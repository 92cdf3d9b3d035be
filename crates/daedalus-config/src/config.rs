//! The root configuration type.

use daedalus_schema::CompilerOptions;
use daedalus_telemetry::{LogFormat, TelemetryConfig};
use serde::{Deserialize, Serialize};

use crate::{ConfigError, LoggingSection, MetricsSection, PipelineSection, SchemaSection};

/// Complete Daedalus configuration.
///
/// ```
/// use daedalus_config::DaedalusConfig;
///
/// let config = DaedalusConfig::default();
/// assert_eq!(config.service_name, "daedalus");
/// assert!(config.schema.coerce_types);
/// assert!(!config.pipeline.expose_error_details);
/// ```
#[derive(Debug, Clone, Serialize, Deserialize, PartialEq)]
#[serde(deny_unknown_fields)]
pub struct DaedalusConfig {
    /// Service name attached to logs.
    #[serde(default = "default_service_name")]
    pub service_name: String,

    /// Logging configuration.
    #[serde(default)]
    pub logging: LoggingSection,

    /// Metrics configuration.
    #[serde(default)]
    pub metrics: MetricsSection,

    /// Schema compiler options.
    #[serde(default)]
    pub schema: SchemaSection,

    /// Request pipeline behaviour.
    #[serde(default)]
    pub pipeline: PipelineSection,
}

impl Default for DaedalusConfig {
    fn default() -> Self {
        Self {
            service_name: default_service_name(),
            logging: LoggingSection::default(),
            metrics: MetricsSection::default(),
            schema: SchemaSection::default(),
            pipeline: PipelineSection::default(),
        }
    }
}

fn default_service_name() -> String {
    "daedalus".to_string()
}

impl DaedalusConfig {
    /// Validate the configuration.
    ///
    /// # Errors
    ///
    /// Returns [`ConfigError::InvalidValue`] if:
    /// - `service_name` is blank
    /// - `logging.level` is blank while logging is enabled
    /// - a metrics bucket is not a positive finite number, or buckets are
    ///   not strictly increasing
    pub fn validate(&self) -> Result<(), ConfigError> {
        if self.service_name.trim().is_empty() {
            return Err(ConfigError::invalid_value("service_name", "must not be empty"));
        }

        if self.logging.enabled && self.logging.level.trim().is_empty() {
            return Err(ConfigError::invalid_value(
                "logging.level",
                "must not be empty when logging is enabled",
            ));
        }

        let buckets = &self.metrics.duration_buckets;
        if buckets.iter().any(|b| !b.is_finite() || *b <= 0.0) {
            return Err(ConfigError::invalid_value(
                "metrics.duration_buckets",
                "buckets must be positive numbers",
            ));
        }
        if buckets.windows(2).any(|pair| pair[0] >= pair[1]) {
            return Err(ConfigError::invalid_value(
                "metrics.duration_buckets",
                "buckets must be strictly increasing",
            ));
        }

        Ok(())
    }

    /// Local development preset: pretty, coloured `debug` logs and detailed
    /// error responses.
    ///
    /// ```
    /// use daedalus_config::{DaedalusConfig, LogFormat};
    ///
    /// let config = DaedalusConfig::development();
    /// assert_eq!(config.logging.level, "debug");
    /// assert_eq!(config.logging.format, LogFormat::Pretty);
    /// assert!(config.pipeline.expose_error_details);
    /// ```
    #[must_use]
    pub fn development() -> Self {
        Self {
            logging: LoggingSection {
                enabled: true,
                level: "debug".to_string(),
                format: LogFormat::Pretty,
                ansi_enabled: true,
            },
            pipeline: PipelineSection {
                expose_error_details: true,
            },
            ..Self::default()
        }
    }

    /// Production preset: JSON `info` logs, error details withheld.
    #[must_use]
    pub fn production() -> Self {
        Self {
            logging: LoggingSection {
                enabled: true,
                level: "info".to_string(),
                format: LogFormat::Json,
                ansi_enabled: false,
            },
            pipeline: PipelineSection {
                expose_error_details: false,
            },
            ..Self::default()
        }
    }

    /// Options for the schema compiler.
    #[must_use]
    pub fn compiler_options(&self) -> CompilerOptions {
        self.schema.into()
    }

    /// Settings for [`init_telemetry`](daedalus_telemetry::init_telemetry).
    #[must_use]
    pub fn telemetry(&self) -> TelemetryConfig {
        TelemetryConfig {
            logging: self.logging.to_log_config(),
            metrics: self.metrics.to_metrics_config(),
        }
    }
}

#[cfg(test)]
mod tests {
    use super::*;

    #[test]
    fn test_default_is_valid() {
        assert!(DaedalusConfig::default().validate().is_ok());
        assert!(DaedalusConfig::development().validate().is_ok());
        assert!(DaedalusConfig::production().validate().is_ok());
    }

    #[test]
    fn test_validate_service_name() {
        let config = DaedalusConfig {
            service_name: "  ".to_string(),
            ..DaedalusConfig::default()
        };
        let err = config.validate().unwrap_err();
        assert!(err.to_string().contains("service_name"));
    }

    #[test]
    fn test_validate_log_level_only_when_enabled() {
        let mut config = DaedalusConfig::default();
        config.logging.level = String::new();
        assert!(config.validate().is_err());

        config.logging.enabled = false;
        assert!(config.validate().is_ok());
    }

    #[test]
    fn test_validate_buckets() {
        let mut config = DaedalusConfig::default();
        config.metrics.duration_buckets = vec![0.5, 0.1];
        assert!(config.validate().is_err());

        config.metrics.duration_buckets = vec![-1.0];
        assert!(config.validate().is_err());

        config.metrics.duration_buckets = vec![0.1, 0.5];
        assert!(config.validate().is_ok());
    }

    #[test]
    fn test_compiler_options_follow_schema_section() {
        let mut config = DaedalusConfig::default();
        config.schema.use_defaults = false;
        let options = config.compiler_options();
        assert!(options.coerce_types);
        assert!(!options.use_defaults);
    }

    #[test]
    fn test_telemetry_conversion() {
        let telemetry = DaedalusConfig::development().telemetry();
        assert_eq!(telemetry.logging.level, "debug");
        assert!(telemetry.logging.ansi);
        assert!(telemetry.metrics.enabled);
    }

    #[test]
    fn test_unknown_top_level_field_rejected() {
        let result: Result<DaedalusConfig, _> = toml::from_str("[server]\nport = 1\n");
        assert!(result.is_err());
    }
}
//! Layered configuration loading.
//!
//! Layers are applied in order, later ones overriding earlier ones:
//! 1. Defaults or a preset
//! 2. Files and strings (TOML or JSON), merged key by key
//! 3. `PREFIX__SECTION__KEY` environment variables

use std::env;
use std::fs;
use std::path::Path;

use serde_json::Value;

use crate::{ConfigError, DaedalusConfig, LogFormat};

/// Configuration loader.
///
/// ```
/// use daedalus_config::ConfigLoader;
///
/// let config = ConfigLoader::new()
///     .with_development()
///     .with_string("[schema]\ncoerce_types = false\n", "toml")
///     .unwrap()
///     .load()
///     .unwrap();
///
/// assert_eq!(config.logging.level, "debug");
/// assert!(!config.schema.coerce_types);
/// ```
#[derive(Debug)]
pub struct ConfigLoader {
    config: DaedalusConfig,
    env_prefix: Option<String>,
}

impl Default for ConfigLoader {
    fn default() -> Self {
        Self::new()
    }
}

impl ConfigLoader {
    /// Create a loader starting from defaults.
    #[must_use]
    pub fn new() -> Self {
        Self {
            config: DaedalusConfig::default(),
            env_prefix: None,
        }
    }

    /// Reset to default values.
    #[must_use]
    pub fn with_defaults(mut self) -> Self {
        self.config = DaedalusConfig::default();
        self
    }

    /// Reset to the development preset.
    #[must_use]
    pub fn with_development(mut self) -> Self {
        self.config = DaedalusConfig::development();
        self
    }

    /// Reset to the production preset.
    #[must_use]
    pub fn with_production(mut self) -> Self {
        self.config = DaedalusConfig::production();
        self
    }

    /// Merge a configuration file; the format follows the extension
    /// (`.toml` or `.json`).
    ///
    /// # Errors
    ///
    /// Returns `ConfigError` if:
    /// - The file does not exist or cannot be read
    /// - The extension is not `toml` or `json`
    /// - The content does not parse, or contains unknown fields
    pub fn with_file<P: AsRef<Path>>(self, path: P) -> Result<Self, ConfigError> {
        let path = path.as_ref();
        if !path.exists() {
            return Err(ConfigError::file_not_found(path));
        }

        let format = path
            .extension()
            .and_then(|e| e.to_str())
            .map(str::to_lowercase)
            .ok_or_else(|| ConfigError::UnsupportedFormat(path.display().to_string()))?;
        let content = fs::read_to_string(path).map_err(|e| ConfigError::read_error(path, e))?;

        self.with_string(&content, &format)
    }

    /// Like [`with_file`](Self::with_file), but a missing file is skipped.
    ///
    /// # Errors
    ///
    /// Returns `ConfigError` if the file exists but cannot be loaded.
    pub fn with_optional_file<P: AsRef<Path>>(self, path: P) -> Result<Self, ConfigError> {
        if path.as_ref().exists() {
            self.with_file(path)
        } else {
            Ok(self)
        }
    }

    /// Merge configuration from a string in the given format
    /// (`"toml"` or `"json"`).
    ///
    /// # Errors
    ///
    /// Returns `ConfigError` if the format is unknown or parsing fails.
    pub fn with_string(mut self, content: &str, format: &str) -> Result<Self, ConfigError> {
        let layer: Value = match format.to_lowercase().as_str() {
            "toml" => {
                toml::from_str::<DaedalusConfig>(content)?;
                toml::from_str(content)?
            }
            "json" => {
                serde_json::from_str::<DaedalusConfig>(content)?;
                serde_json::from_str(content)?
            }
            other => return Err(ConfigError::UnsupportedFormat(other.to_string())),
        };

        self.merge(layer)?;
        Ok(self)
    }

    /// Apply `PREFIX__SECTION__KEY` environment overrides when loading.
    ///
    /// With prefix `DAEDALUS`:
    /// - `DAEDALUS__SERVICE_NAME=pets`
    /// - `DAEDALUS__LOGGING__LEVEL=debug`
    /// - `DAEDALUS__PIPELINE__EXPOSE_ERROR_DETAILS=true`
    #[must_use]
    pub fn with_env_prefix(mut self, prefix: &str) -> Self {
        self.env_prefix = Some(prefix.to_uppercase());
        self
    }

    /// Load variables from a `.env` file in the current directory or its
    /// parents, if there is one.
    ///
    /// # Errors
    ///
    /// Returns [`ConfigError::Dotenv`] if a file is found but is malformed.
    pub fn with_dotenv(self) -> Result<Self, ConfigError> {
        match dotenvy::dotenv() {
            Ok(_) => Ok(self),
            Err(e) if e.not_found() => Ok(self),
            Err(e) => Err(ConfigError::Dotenv(e.to_string())),
        }
    }

    /// Apply environment overrides and validate.
    ///
    /// # Errors
    ///
    /// Returns `ConfigError` if an override does not parse or validation
    /// fails.
    pub fn load(self) -> Result<DaedalusConfig, ConfigError> {
        let config = self.load_unvalidated_with_env()?;
        config.validate()?;
        Ok(config)
    }

    /// Return the configuration built so far, without environment overrides
    /// or validation.
    #[must_use]
    pub fn load_unvalidated(self) -> DaedalusConfig {
        self.config
    }

    fn load_unvalidated_with_env(mut self) -> Result<DaedalusConfig, ConfigError> {
        if let Some(prefix) = self.env_prefix.take() {
            let vars: Vec<(String, String)> = env::vars()
                .filter(|(key, _)| key.starts_with(&format!("{prefix}__")))
                .collect();
            for (key, value) in vars {
                self.apply_env_var(&key, &value, &prefix)?;
            }
        }
        Ok(self.config)
    }

    fn merge(&mut self, layer: Value) -> Result<(), ConfigError> {
        let mut current = serde_json::to_value(&self.config)?;
        merge_values(&mut current, layer);
        self.config = serde_json::from_value(current)?;
        Ok(())
    }

    fn apply_env_var(&mut self, key: &str, value: &str, prefix: &str) -> Result<(), ConfigError> {
        let path = key
            .strip_prefix(prefix)
            .and_then(|k| k.strip_prefix("__"))
            .ok_or_else(|| ConfigError::env_parse_error(key, "invalid key format"))?;
        let parts: Vec<&str> = path.split("__").collect();

        let config = &mut self.config;
        match parts.as_slice() {
            ["SERVICE_NAME"] => config.service_name = value.to_string(),

            ["LOGGING", "ENABLED"] => config.logging.enabled = env_bool(key, value)?,
            ["LOGGING", "LEVEL"] => config.logging.level = value.to_string(),
            ["LOGGING", "FORMAT"] => {
                config.logging.format = match value.to_lowercase().as_str() {
                    "json" => LogFormat::Json,
                    "pretty" => LogFormat::Pretty,
                    _ => {
                        return Err(ConfigError::env_parse_error(
                            key,
                            "expected 'json' or 'pretty'",
                        ))
                    }
                };
            }
            ["LOGGING", "ANSI_ENABLED"] => config.logging.ansi_enabled = env_bool(key, value)?,

            ["METRICS", "ENABLED"] => config.metrics.enabled = env_bool(key, value)?,
            ["METRICS", "DURATION_BUCKETS"] => {
                config.metrics.duration_buckets = value
                    .split(',')
                    .map(str::trim)
                    .filter(|s| !s.is_empty())
                    .map(|s| {
                        s.parse::<f64>().map_err(|_| {
                            ConfigError::env_parse_error(key, "expected comma-separated numbers")
                        })
                    })
                    .collect::<Result<Vec<f64>, ConfigError>>()?;
            }

            ["SCHEMA", "COERCE_TYPES"] => config.schema.coerce_types = env_bool(key, value)?,
            ["SCHEMA", "USE_DEFAULTS"] => config.schema.use_defaults = env_bool(key, value)?,

            ["PIPELINE", "EXPOSE_ERROR_DETAILS"] => {
                config.pipeline.expose_error_details = env_bool(key, value)?;
            }

            _ => return Err(ConfigError::env_parse_error(key, "unknown configuration key")),
        }

        Ok(())
    }
}

/// Deep-merges `layer` into `base`: objects merge key by key, anything else
/// replaces.
fn merge_values(base: &mut Value, layer: Value) {
    match (base, layer) {
        (Value::Object(base), Value::Object(layer)) => {
            for (key, value) in layer {
                match base.get_mut(&key) {
                    Some(existing) => merge_values(existing, value),
                    None => {
                        base.insert(key, value);
                    }
                }
            }
        }
        (base, layer) => *base = layer,
    }
}

fn env_bool(key: &str, value: &str) -> Result<bool, ConfigError> {
    parse_bool(value).ok_or_else(|| ConfigError::env_parse_error(key, "expected boolean"))
}

fn parse_bool(s: &str) -> Option<bool> {
    match s.to_lowercase().as_str() {
        "true" | "1" | "yes" | "on" => Some(true),
        "false" | "0" | "no" | "off" => Some(false),
        _ => None,
    }
}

-------

## [To do]
Tally the lines of the material in which the string "increasing" appears. Give the tally and nothing else.

## [Task solution]
2